Tuatara population bolstered

Orokonui Ecosanctuary’s population of endangered native species was bolstered by the arrival of 17 juvenile tuatara yesterday.

The 3 to 4-year-old tuatara, reared at the University of Otago, joined 87 adult and juvenile tuatara released at the ecosanctuary in 2012.

University of Otago department of zoology Prof Alison Cree said the national tuatara population was about 60,000. Orokonui was the only fenced ecosanctuary in the South Island where tuatara roamed free from the risk of predators.

Ecosanctuary general manager Chris Baillie said research by Prof Cree and her research assistant Scott Jarvie on the 2012 tuatara release group indicated the tuatara were thriving at the sanctuary.

Huirapa Upoko David Ellison, of Karitane, comes face to face with one of 17 juvenile tuatara...
Huirapa Upoko David Ellison, of Karitane, with a juvenile tuatara. Photo: Craig Baxter

"We recaptured more than half of the tuatara that had been released about three years earlier and they appeared healthy and well,’’ Mr Jarvie said.

Prof Cree said the development of a tuatara population at the ecosanctuary was critical to the survival of the species.

"We see the establishment of a tuatara population at Orokonui as part of our commitment to help tuatara survive the challenges of climate change.

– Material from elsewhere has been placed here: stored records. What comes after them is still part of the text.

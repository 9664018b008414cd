//! Resume, rerun, eager runs and settling of a thread view against a mock
//! backend.

#![allow(clippy::expect_used, clippy::unwrap_used)]

use core_test_support::ai;
use core_test_support::config_for_server;
use core_test_support::human;
use core_test_support::mount_history;
use core_test_support::mount_run_stream;
use core_test_support::mount_state;
use core_test_support::received_json;
use core_test_support::sse_body;
use core_test_support::to_json;
use core_test_support::wait_for_state;
use pretty_assertions::assert_eq;
use serde_json::Value;
use serde_json::json;
use studio_core::ApiClient;
use studio_core::Phase;
use studio_core::StreamSession;
use studio_core::StudioErr;
use studio_core::ThreadView;
use studio_protocol::Message;
use studio_protocol::RunRequest;
use studio_protocol::Thread;
use wiremock::Mock;
use wiremock::MockServer;
use wiremock::ResponseTemplate;
use wiremock::matchers::method;
use wiremock::matchers::path;

fn tool_call(id: &str, arguments: &str) -> Message {
    serde_json::from_value(json!({
        "id": id,
        "type": "ai",
        "content": "",
        "additional_kwargs": {
            "tool_calls": [{
                "id": "call_1",
                "type": "function",
                "function": {"name": "search", "arguments": arguments}
            }]
        },
        "example": false
    }))
    .expect("tool call message")
}

fn snapshot(values: &[Message], resumeable: bool, checkpoint: &str) -> Value {
    json!({
        "values": to_json(values),
        "resumeable": resumeable,
        "config": {"configurable": {"thread_ts": checkpoint}},
    })
}

struct Harness {
    server: MockServer,
    client: ApiClient,
    session: StreamSession,
    view: ThreadView,
}

async fn paused_thread() -> Harness {
    let server = MockServer::start().await;
    let values = vec![human("m1", "find rust crates"), tool_call("m2", r#"{"query":"rust"}"#)];
    mount_state(&server, "t1", &values, true).await;
    mount_history(&server, "t1", json!([snapshot(&values, true, "c1")])).await;

    let config = config_for_server(&server);
    let client = ApiClient::new(&config);
    let session = StreamSession::new("t1", &config);
    let mut view = ThreadView::new(Thread::new("t1", "a1"));
    view.load(&client).await.expect("load thread");
    Harness {
        server,
        client,
        session,
        view,
    }
}

#[tokio::test]
async fn permit_posts_edited_transcript_then_resumes() {
    let Harness {
        server,
        client,
        mut session,
        mut view,
    } = paused_thread().await;
    Mock::given(method("POST"))
        .and(path("/threads/t1/state"))
        .respond_with(ResponseTemplate::new(200).set_body_json(json!({})))
        .expect(1)
        .mount(&server)
        .await;
    mount_run_stream(&server, String::new()).await;

    let mut editor = view.begin_edit(1).expect("editor");
    editor
        .tool_call_arguments_mut(0)
        .expect("arguments")
        .set_value(0, json!("tokio"))
        .expect("edit");
    assert!(view.commit_edit(editor));
    assert!(view.can_permit(&session.state()));

    assert!(view.permit_tool_execution(&client, &mut session).await.expect("permit"));

    let edited = vec![human("m1", "find rust crates"), tool_call("m2", r#"{"query":"tokio"}"#)];
    assert_eq!(
        received_json(&server, "/threads/t1/state").await,
        vec![json!({ "messages": to_json(&edited) })]
    );
    let mut rx = session.subscribe();
    wait_for_state(&mut rx, |s| s.phase == Phase::Done).await;
    let runs = received_json(&server, "/runs/stream").await;
    assert_eq!(runs.len(), 1);
    assert_eq!(runs[0]["input"], Value::Null);
    assert!(runs[0].get("config").is_none());
}

#[tokio::test]
async fn rejected_permit_surfaces_detail_and_does_not_start() {
    let Harness {
        server,
        client,
        mut session,
        mut view,
    } = paused_thread().await;
    Mock::given(method("POST"))
        .and(path("/threads/t1/state"))
        .respond_with(
            ResponseTemplate::new(422).set_body_json(json!({"detail": "Last message must be a tool call"})),
        )
        .mount(&server)
        .await;
    Mock::given(method("POST"))
        .and(path("/runs/stream"))
        .respond_with(ResponseTemplate::new(200))
        .expect(0)
        .mount(&server)
        .await;
    let before = view.transcript().to_vec();

    let err = view
        .permit_tool_execution(&client, &mut session)
        .await
        .expect_err("rejected");
    assert!(matches!(err, StudioErr::Request { .. }));
    assert_eq!(
        session.state().error_message.as_deref(),
        Some("Last message must be a tool call")
    );
    assert_eq!(session.state().stream, None);
    assert_eq!(view.transcript(), before.as_slice());
}

#[tokio::test]
async fn permit_requires_a_resumeable_thread() {
    let server = MockServer::start().await;
    mount_state(&server, "t1", &[human("m1", "hi")], false).await;
    mount_history(&server, "t1", json!([])).await;
    Mock::given(method("POST"))
        .and(path("/threads/t1/state"))
        .respond_with(ResponseTemplate::new(200))
        .expect(0)
        .mount(&server)
        .await;
    let config = config_for_server(&server);
    let client = ApiClient::new(&config);
    let mut session = StreamSession::new("t1", &config);
    let mut view = ThreadView::new(Thread::new("t1", "a1"));
    view.load(&client).await.expect("load");

    assert!(!view.permit_tool_execution(&client, &mut session).await.expect("no-op"));
}

#[tokio::test]
async fn eager_failure_body_becomes_the_error() {
    let Harness {
        server,
        client,
        session,
        view,
    } = paused_thread().await;
    Mock::given(method("POST"))
        .and(path("/runs/eager"))
        .respond_with(ResponseTemplate::new(500).set_body_string("boom"))
        .mount(&server)
        .await;
    let before = view.transcript().to_vec();

    let err = view
        .run_eager(&client, &session, json!({"question": "why"}), None)
        .await
        .expect_err("500");
    assert_eq!(err.to_string(), "boom");
    assert_eq!(session.state().error_message.as_deref(), Some("boom"));
    assert_eq!(view.transcript(), before.as_slice());
}

#[tokio::test]
async fn rerun_continues_from_the_selected_checkpoint() {
    let server = MockServer::start().await;
    let first = vec![human("h1", "hello")];
    let second = vec![human("h1", "hello"), ai("a1", "hi")];
    let third = vec![human("h1", "hello"), ai("a1", "hi"), human("h2", "more"), ai("a2", "sure")];
    mount_state(&server, "t1", &third, false).await;
    mount_history(
        &server,
        "t1",
        json!([
            snapshot(&first, true, "c1"),
            snapshot(&second, true, "c2"),
            snapshot(&second, false, "c2b"),
            snapshot(&third, true, "c3"),
        ]),
    )
    .await;
    mount_run_stream(&server, sse_body(&[("data", to_json(&first))])).await;

    let config = config_for_server(&server);
    let client = ApiClient::new(&config);
    let mut session = StreamSession::new("t1", &config);
    let mut view = ThreadView::new(Thread::new("t1", "a1"));
    view.load(&client).await.expect("load");
    assert_eq!(view.timeline().len(), 3);
    assert_eq!(view.active_index(), 2);
    assert!(!view.can_rerun());

    assert!(view.select_checkpoint(0, &session));
    assert_eq!(view.transcript(), first.as_slice());
    assert!(view.rerun(&client, &mut session).await.expect("rerun"));
    let mut rx = session.subscribe();
    wait_for_state(&mut rx, |s| s.phase == Phase::Done).await;

    let runs = received_json(&server, "/runs/stream").await;
    assert_eq!(runs.len(), 1);
    assert_eq!(runs[0]["input"], to_json(&first));
    assert_eq!(runs[0]["config"], json!({"configurable": {"thread_ts": "c1"}}));

    let history_fetches = server
        .received_requests()
        .await
        .expect("requests")
        .iter()
        .filter(|r| r.url.path() == "/threads/t1/history")
        .count();
    assert_eq!(history_fetches, 2);
    // The reloaded timeline changed length, so the view follows the latest.
    assert_eq!(view.active_index(), view.timeline().len() - 1);
}

#[tokio::test]
async fn settled_stream_is_replaced_by_server_state() {
    let server = MockServer::start().await;
    let transcript = vec![human("h1", "hello"), ai("a1", "hi there")];
    mount_state(&server, "t1", &transcript, true).await;
    mount_history(&server, "t1", json!([])).await;
    mount_run_stream(&server, sse_body(&[("data", to_json(&transcript))])).await;

    let config = config_for_server(&server);
    let client = ApiClient::new(&config);
    let mut session = StreamSession::new("t1", &config);
    let mut rx = session.subscribe();
    let mut view = ThreadView::new(Thread::new("t1", "a1"));

    session.start(
        &client,
        RunRequest {
            input: Some(vec![human("h1", "hello")]),
            assistant_id: "a1".to_string(),
            thread_id: "t1".to_string(),
            config: None,
        },
    );
    assert!(!view.observe(&session.state()).settled);
    let state = wait_for_state(&mut rx, |s| s.phase == Phase::Done).await;
    let observed = view.observe(&state);
    assert!(observed.settled);
    assert_eq!(view.transcript(), transcript.as_slice());

    view.settle(&client, &mut session).await.expect("settle");
    assert!(view.resumeable());
    assert_eq!(view.baseline(), transcript.as_slice());
    assert_eq!(session.state().stream.and_then(|s| s.messages), None);
    assert_eq!(view.transcript(), transcript.as_slice());
}

#[tokio::test]
async fn explicit_navigation_survives_refresh_until_timeline_grows() {
    let server = MockServer::start().await;
    let first = vec![human("h1", "hello")];
    let second = vec![human("h1", "hello"), ai("a1", "hi")];
    let third = vec![human("h1", "hello"), ai("a1", "hi"), human("h2", "more")];
    mount_state(&server, "t1", &second, false).await;
    Mock::given(method("GET"))
        .and(path("/threads/t1/history"))
        .respond_with(ResponseTemplate::new(200).set_body_json(json!([
            snapshot(&first, true, "c1"),
            snapshot(&second, true, "c2"),
        ])))
        .up_to_n_times(2)
        .mount(&server)
        .await;
    mount_history(
        &server,
        "t1",
        json!([
            snapshot(&first, true, "c1"),
            snapshot(&second, true, "c2"),
            snapshot(&third, true, "c3"),
        ]),
    )
    .await;

    let config = config_for_server(&server);
    let client = ApiClient::new(&config);
    let session = StreamSession::new("t1", &config);
    let mut view = ThreadView::new(Thread::new("t1", "a1"));
    view.load(&client).await.expect("load");
    assert_eq!(view.active_index(), 1);

    assert!(view.select_checkpoint(0, &session));
    view.refresh_history(&client).await.expect("unchanged refresh");
    assert_eq!(view.timeline().len(), 2);
    assert_eq!(view.active_index(), 0);

    view.refresh_history(&client).await.expect("grown refresh");
    assert_eq!(view.timeline().len(), 3);
    assert_eq!(view.active_index(), 2);
}

async fn two_checkpoint_thread(server: &MockServer) -> (ApiClient, StreamSession, ThreadView) {
    let first = vec![human("h1", "hello")];
    let second = vec![human("h1", "hello"), ai("a1", "hi")];
    mount_state(server, "t1", &second, false).await;
    mount_history(
        server,
        "t1",
        json!([snapshot(&first, true, "c1"), snapshot(&second, true, "c2")]),
    )
    .await;
    mount_run_stream(server, String::new()).await;

    let config = config_for_server(server);
    let client = ApiClient::new(&config);
    let session = StreamSession::new("t1", &config);
    let mut view = ThreadView::new(Thread::new("t1", "a1"));
    view.load(&client).await.expect("load");
    (client, session, view)
}

#[tokio::test]
async fn state_run_sends_raw_state_with_checkpoint_config() {
    let server = MockServer::start().await;
    let (client, mut session, mut view) = two_checkpoint_thread(&server).await;

    assert!(view.select_checkpoint(0, &session));
    view.start_state_run(&client, &mut session, Some(json!({"count": 1, "notes": ["a"]})));
    assert!(session.is_inflight());
    let mut rx = session.subscribe();
    wait_for_state(&mut rx, |s| s.phase == Phase::Done).await;

    let runs = received_json(&server, "/runs/stream").await;
    assert_eq!(runs.len(), 1);
    assert_eq!(runs[0]["input"], json!({"count": 1, "notes": ["a"]}));
    assert_eq!(runs[0]["config"], json!({"configurable": {"thread_ts": "c1"}}));
    assert_eq!(runs[0]["assistant_id"], "a1");
}

#[tokio::test]
async fn resume_with_values_overwrites_checkpoint_then_continues() {
    let server = MockServer::start().await;
    Mock::given(method("POST"))
        .and(path("/threads/t1/state"))
        .respond_with(
            ResponseTemplate::new(200)
                .set_body_json(json!({"configurable": {"thread_ts": "c1-forked"}})),
        )
        .expect(1)
        .mount(&server)
        .await;
    let (client, mut session, mut view) = two_checkpoint_thread(&server).await;

    // Nothing to overwrite at the latest checkpoint.
    assert!(
        !view
            .resume_with_values(&client, &mut session, json!({"count": 5}))
            .await
            .expect("refused")
    );

    assert!(view.select_checkpoint(0, &session));
    assert!(
        view.resume_with_values(&client, &mut session, json!({"count": 5}))
            .await
            .expect("resume")
    );
    assert_eq!(
        received_json(&server, "/threads/t1/state").await,
        vec![json!({
            "values": {"count": 5},
            "config": {"configurable": {"thread_ts": "c1"}},
        })]
    );

    let mut rx = session.subscribe();
    wait_for_state(&mut rx, |s| s.phase == Phase::Done).await;
    let runs = received_json(&server, "/runs/stream").await;
    assert_eq!(runs.len(), 1);
    assert_eq!(runs[0]["input"], Value::Null);
    assert_eq!(runs[0]["config"], json!({"configurable": {"thread_ts": "c1-forked"}}));
}

#[tokio::test]
async fn rejected_state_overwrite_surfaces_detail() {
    let server = MockServer::start().await;
    Mock::given(method("POST"))
        .and(path("/threads/t1/state"))
        .respond_with(ResponseTemplate::new(422).set_body_json(json!({"detail": "bad values"})))
        .mount(&server)
        .await;
    let (client, mut session, mut view) = two_checkpoint_thread(&server).await;

    assert!(view.select_checkpoint(0, &session));
    let err = view
        .resume_with_values(&client, &mut session, json!({"count": "x"}))
        .await
        .expect_err("rejected");
    assert!(matches!(err, StudioErr::Request { .. }));
    assert_eq!(session.state().error_message.as_deref(), Some("bad values"));
    assert!(!session.is_inflight());
    assert!(received_json(&server, "/runs/stream").await.is_empty());
}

"Cooler southern locations are likely to become increasingly important to tuatara, as sea levels rise and conditions become hotter and perhaps drier on some northern islands."

Creating safe habitats for tuatara would also increase the survival chances of more critically endangered reptiles which favoured similar conditions, Prof Cree said.

The 17 tuatara were released one by one in a newly cleared area within the sanctuary close to the area where the 2012 cohort were released.

John Williams, of Dunedin, was given the honour of helping the first tuatara into a burrow after volunteering to clear bush before the release.

Mr Williams said he had never seen a tuatara before his hands-on encounter.

The juveniles would take a further 11 years to reach maturity.

The prehistoric characters were likely to survive at the ecosanctuary for as long as 100 years, Ms Baillie said.